Much of the current number of Social Scientist is taken up by three papers presented at the recently-held session of the Indian History Congress at Calcutta. Though the papers cover a range of diverse themes, an underlying unity is provided to them by the fact that each contests in its own way the communal-fascist positions that are being propagated at present in the realm of history through the active deployment of state power. Since even the note by Malini Bhattacharya constitutes an engagement with the Hindu Right, this engagement can be seen as the defining characteristic of the current number.

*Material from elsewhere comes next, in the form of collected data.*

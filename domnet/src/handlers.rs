use anyhow::{Context, Result, bail};
use clap::ArgMatches;
use colored::Colorize;
use domnet_core::data::{LookalikeStore, LookalikeSummary};
use domnet_core::enrich::{rows_from_lookalikes, rows_from_same_ip, source_domains};
use domnet_core::map::{MapBuilder, NetworkMap};
use domnet_core::report::{HtmlOptions, ReportFormat, format_type_name, network_hints, render, save_report};
use domnet_core::select::SelectionLimits;
use domnet_core::source::{RowRecord, clean_rows, load_rows};
use domnet_enrich::{SimilarityAnalysis, UrlscanClient, analyze_domain_similarity};
use indicatif::{ProgressBar, ProgressStyle};
use std::path::{Path, PathBuf};
use std::time::Duration;
use tracing::{Level, info};

/// Everything `domnet build` needs, resolved from the command line.
#[derive(Debug, Clone, PartialEq)]
pub struct BuildConfig {
    pub input: PathBuf,
    pub output: PathBuf,
    pub format: ReportFormat,
    pub json_export: Option<PathBuf>,
    pub html: HtmlOptions,
    pub limits: SelectionLimits,
    pub optimize: bool,
    pub lookalike_db: Option<PathBuf>,
    pub urlscan: bool,
    pub urlscan_api_key: Option<String>,
    pub same_ip_limit: usize,
    pub verbose: bool,
    pub quiet: bool,
}

impl BuildConfig {
    pub fn from_matches(args: &ArgMatches) -> Result<Self> {
        let input = args
            .get_one::<String>("CSV")
            .map(|p| expand_path(p))
            .context("an input CSV is required")?;
        let output = args
            .get_one::<String>("output")
            .map(|p| expand_path(p))
            .unwrap_or_else(|| PathBuf::from("output/network.html"));
        let format_name = args.get_one::<String>("format").map(String::as_str).unwrap_or("html");
        let Some(format) = ReportFormat::from_str(format_name) else {
            bail!("unsupported report format: {}", format_name);
        };

        let defaults = HtmlOptions::default();
        let html = HtmlOptions {
            title: args
                .get_one::<String>("title")
                .cloned()
                .unwrap_or_else(|| default_title(&input)),
            width: args.get_one::<u32>("width").copied().unwrap_or(defaults.width),
            height: args.get_one::<u32>("height").copied().unwrap_or(defaults.height),
        };

        let mut limits = SelectionLimits::default();
        if let Some(max_nodes) = args.get_one::<usize>("max-nodes") {
            limits.max_nodes = *max_nodes;
        }
        if let Some(max_other) = args.get_one::<usize>("max-other-nodes") {
            limits.max_other_nodes = *max_other;
        }

        Ok(Self {
            input,
            output,
            format,
            json_export: args.get_one::<String>("json").map(|p| expand_path(p)),
            html,
            limits,
            optimize: !args.get_flag("no-optimize"),
            lookalike_db: args.get_one::<String>("lookalike-db").map(|p| expand_path(p)),
            urlscan: args.get_flag("urlscan"),
            urlscan_api_key: args.get_one::<String>("urlscan-api-key").cloned(),
            same_ip_limit: args.get_one::<usize>("same-ip-limit").copied().unwrap_or(1000),
            verbose: args.get_flag("verbose"),
            quiet: args.get_flag("quiet"),
        })
    }
}

/// Report title used when `--title` is not given, named after the input file.
pub fn default_title(input: &Path) -> String {
    match input.file_name() {
        Some(name) => format!("{} - {}", HtmlOptions::default().title, name.to_string_lossy()),
        None => HtmlOptions::default().title,
    }
}

/// Expand `~` and environment variables in a user supplied path.
pub fn expand_path(raw: &str) -> PathBuf {
    match shellexpand::full(raw) {
        Ok(expanded) => PathBuf::from(expanded.as_ref()),
        Err(_) => PathBuf::from(shellexpand::tilde(raw).as_ref()),
    }
}

pub fn init_logging(verbose: bool) {
    let level = if verbose { Level::DEBUG } else { Level::INFO };
    // A subscriber may already be installed when handlers run under tests.
    let _ = tracing_subscriber::fmt()
        .with_max_level(level)
        .with_target(false)
        .try_init();
}

fn spinner(quiet: bool) -> Result<ProgressBar> {
    if quiet {
        return Ok(ProgressBar::hidden());
    }
    let spinner = ProgressBar::new_spinner();
    spinner.set_style(ProgressStyle::default_spinner().template("{spinner:.cyan} {msg}")?);
    spinner.enable_steady_tick(Duration::from_millis(100));
    Ok(spinner)
}

/// Load, clean and enrich the input, then assemble the full network.
pub async fn build_network(config: &BuildConfig, progress: &ProgressBar) -> Result<NetworkMap> {
    progress.set_message(format!("Loading {}", config.input.display()));
    let records = load_rows(&config.input)
        .with_context(|| format!("failed to load {}", config.input.display()))?;
    let mut records = clean_rows(records)?;

    let sources = source_domains(records.iter().filter_map(|record| record.as_ref().ok()));
    info!("{} distinct source domains", sources.len());

    if let Some(db_path) = &config.lookalike_db {
        progress.set_message("Searching the lookalike store...");
        let store = open_store(db_path)?;
        let rows = rows_from_lookalikes(&store.find_lookalike_domains(&sources));
        info!("Adding {} lookalike rows", rows.len());
        records.extend(rows.into_iter().map(RowRecord::Ok));
    }

    if config.urlscan {
        progress.set_message(format!("Querying URLScan for {} domains...", sources.len()));
        let client = UrlscanClient::new(config.urlscan_api_key.clone())?;
        if !client.has_api_key() {
            progress.println(format!(
                "{} No URLScan API key set, requests may be rate limited",
                "⚠".yellow()
            ));
        }
        let mapping = client.same_ip_domains_batch(&sources, config.same_ip_limit).await;
        let rows = rows_from_same_ip(&mapping);
        info!("Adding {} same-IP rows", rows.len());
        records.extend(rows.into_iter().map(RowRecord::Ok));
    }

    progress.set_message("Building network graph...");
    Ok(MapBuilder::new().build_records(&records))
}

/// The map the report is rendered from: reduced to the configured limits
/// unless optimization is off.
pub fn report_map(map: &NetworkMap, config: &BuildConfig) -> NetworkMap {
    if config.optimize {
        map.optimize(&config.limits)
    } else {
        map.clone()
    }
}

/// Write the optional JSON export of the full map and the rendered report.
/// Returns the map the report was rendered from.
pub fn write_outputs(map: &NetworkMap, config: &BuildConfig) -> Result<NetworkMap> {
    if let Some(path) = &config.json_export {
        map.export_json(path)
            .with_context(|| format!("failed to export graph data to {}", path.display()))?;
    }

    let rendered = report_map(map, config);
    let content = render(&rendered, config.format, &config.html)?;
    save_report(&content, &config.output)
        .with_context(|| format!("failed to write report to {}", config.output.display()))?;
    Ok(rendered)
}

fn print_summary(map: &NetworkMap, rendered: &NetworkMap, config: &BuildConfig) {
    let stats = &map.statistics;

    println!("\n{} Network generated: {}", "✓".green().bold(), config.output.display());
    if let Some(path) = &config.json_export {
        println!("{} Graph data: {}", "✓".green().bold(), path.display());
    }
    println!("  {} {} nodes, {} edges", "→".cyan(), stats.nodes, stats.edges);
    if rendered.statistics.nodes < stats.nodes {
        println!(
            "  {} report shows {} nodes, {} edges",
            "→".cyan(),
            rendered.statistics.nodes,
            rendered.statistics.edges
        );
    }
    println!(
        "  {} {} rows processed, {} skipped",
        "→".cyan(),
        stats.processed_rows,
        stats.skipped_rows
    );
    println!("  {} density {:.4}", "→".cyan(), stats.network_density);

    for (node_type, count) in &stats.node_breakdown {
        println!("    {}: {}", format_type_name(node_type), count);
    }
    for (edge_type, count) in &stats.edge_breakdown {
        println!("    {}: {}", format_type_name(edge_type), count);
    }
    for hint in network_hints(map) {
        println!("{} {}", "⚠".yellow(), hint);
    }
}

pub async fn handle_build(args: &ArgMatches) -> Result<()> {
    let config = BuildConfig::from_matches(args)?;
    init_logging(config.verbose);

    let progress = spinner(config.quiet)?;
    let result = build_network(&config, &progress).await;
    progress.finish_and_clear();
    let map = result?;

    let rendered = write_outputs(&map, &config)?;
    if !config.quiet {
        print_summary(&map, &rendered, &config);
    }
    Ok(())
}

pub fn format_similarity(results: &[SimilarityAnalysis]) -> String {
    let mut out = String::new();
    for result in results {
        let flags = &result.flags;
        let mut marks = Vec::new();
        if flags.same_length {
            marks.push("same-length");
        }
        if flags.contains_original {
            marks.push("contains");
        }
        if flags.same_tld {
            marks.push("same-tld");
        }
        if flags.character_substitution {
            marks.push("substitution");
        }
        if flags.homograph_attack {
            marks.push("homograph");
        }
        out.push_str(&format!(
            "{:.3}  {}  [{}]\n",
            result.similarity_score,
            result.candidate_domain,
            marks.join(", ")
        ));
    }
    out
}

pub fn handle_similar(args: &ArgMatches) -> Result<()> {
    let original = args.get_one::<String>("DOMAIN").context("a domain is required")?;
    let candidates: Vec<String> = args
        .get_many::<String>("CANDIDATE")
        .map(|values| values.cloned().collect())
        .unwrap_or_default();

    let results = analyze_domain_similarity(original, &candidates);
    if args.get_flag("json") {
        println!("{}", serde_json::to_string_pretty(&results)?);
    } else {
        if !args.get_flag("quiet") {
            println!("{} Similarity to {}\n", "→".cyan(), original.bold());
        }
        print!("{}", format_similarity(&results));
    }
    Ok(())
}

pub fn format_lookalike_summary(summary: &LookalikeSummary) -> String {
    let mut out = String::new();
    out.push_str(&format!("Input domains:      {}\n", summary.input_domains_count));
    out.push_str(&format!("Records found:      {}\n", summary.lookalike_records_found));
    out.push_str(&format!("Unique lookalikes:  {}\n", summary.unique_source_domains));
    out.push_str(&format!("Unique targets:     {}\n", summary.unique_target_domains));
    out.push_str(&format!("New domains:        {}\n", summary.new_domains_discovered));
    for domain in &summary.new_domains_sample {
        out.push_str(&format!("  - {}\n", domain));
    }
    out
}

pub fn handle_lookalikes(args: &ArgMatches) -> Result<()> {
    let db_path = args
        .get_one::<String>("db")
        .map(|p| expand_path(p))
        .context("--db is required")?;
    if !LookalikeStore::exists(&db_path) {
        bail!("lookalike store not found: {}", db_path.display());
    }
    let domains: Vec<String> = args
        .get_many::<String>("DOMAIN")
        .map(|values| values.cloned().collect())
        .unwrap_or_default();

    let store = open_store(&db_path)?;
    print!("{}", format_lookalike_summary(&store.lookalike_summary(&domains)));
    Ok(())
}

fn open_store(path: &Path) -> Result<LookalikeStore> {
    LookalikeStore::open(path).with_context(|| format!("failed to open lookalike store {}", path.display()))
}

The lead article by Amartya Sen, which is the text of his inaugural address at the Congress, while roaming felicitously over a wide terrain, makes the extremely significant point that the "positionality" of observations and perceptions does not do away with notions of truth and falsehood: the fact that each observer has a particular perspective and point of view does not constitute a case for relapsing into relativism, for treating all perspectives as equally valid, and for denying any objectivity in the writing of history. He goes on to emphasise the role of heterodoxy and methodological independence for scientific advance, tracing the remarkable achievements of early Indian science to the prevailing atmosphere of tolerance for heterodoxy, which unfortunately is being undermined in contemporary India.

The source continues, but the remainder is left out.